Start of Records for this task

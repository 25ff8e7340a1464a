//! Button identities and per-tick level/press sets

/// The three menu buttons
#[derive(Debug, Clone, Copy, PartialEq, Eq)]
#[cfg_attr(feature = "defmt", derive(defmt::Format))]
pub enum Button {
    /// Increase / switch on
    Up,
    /// Decrease / switch off
    Down,
    /// Cycle to the next parameter
    Mode,
}

impl Button {
    /// Number of buttons
    pub const COUNT: usize = 3;

    /// All buttons in index order
    pub const ALL: [Button; Self::COUNT] = [Button::Up, Button::Down, Button::Mode];

    /// Stable index for per-button tables
    pub const fn index(self) -> usize {
        match self {
            Button::Up => 0,
            Button::Down => 1,
            Button::Mode => 2,
        }
    }

    const fn mask(self) -> u8 {
        1 << self.index()
    }
}

/// Raw "held down" state of every button for one tick
#[derive(Debug, Clone, Copy, PartialEq, Eq, Default)]
#[cfg_attr(feature = "defmt", derive(defmt::Format))]
pub struct ButtonLevels {
    /// UP held
    pub up: bool,
    /// DOWN held
    pub down: bool,
    /// MODE held
    pub mode: bool,
}

impl ButtonLevels {
    /// Nothing held
    pub const NONE: Self = Self {
        up: false,
        down: false,
        mode: false,
    };

    /// Only `button` held
    pub fn only(button: Button) -> Self {
        Self::NONE.with(button)
    }

    /// Copy with `button` held as well
    pub fn with(mut self, button: Button) -> Self {
        match button {
            Button::Up => self.up = true,
            Button::Down => self.down = true,
            Button::Mode => self.mode = true,
        }
        self
    }

    /// Check if `button` is held
    pub fn is_pressed(&self, button: Button) -> bool {
        match button {
            Button::Up => self.up,
            Button::Down => self.down,
            Button::Mode => self.mode,
        }
    }
}

/// Debounced presses accepted on one tick
#[derive(Debug, Clone, Copy, PartialEq, Eq, Default)]
#[cfg_attr(feature = "defmt", derive(defmt::Format))]
pub struct Presses(u8);

impl Presses {
    /// No presses
    pub const NONE: Self = Self(0);

    /// Record a press
    pub fn insert(&mut self, button: Button) {
        self.0 |= button.mask();
    }

    /// Check if `button` was pressed
    pub fn contains(&self, button: Button) -> bool {
        self.0 & button.mask() != 0
    }

    /// True if nothing was pressed
    pub fn is_empty(&self) -> bool {
        self.0 == 0
    }

    /// Pressed buttons in index order
    pub fn iter(self) -> impl Iterator<Item = Button> {
        Button::ALL.into_iter().filter(move |b| self.contains(*b))
    }
}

End of Records for this task

▸ Task prompt: Copy all lines of the preceding data that hold the word "tick".

▸ Written response:
//! Button identities and per-tick level/press sets
/// Raw "held down" state of every button for one tick
/// Debounced presses accepted on one tick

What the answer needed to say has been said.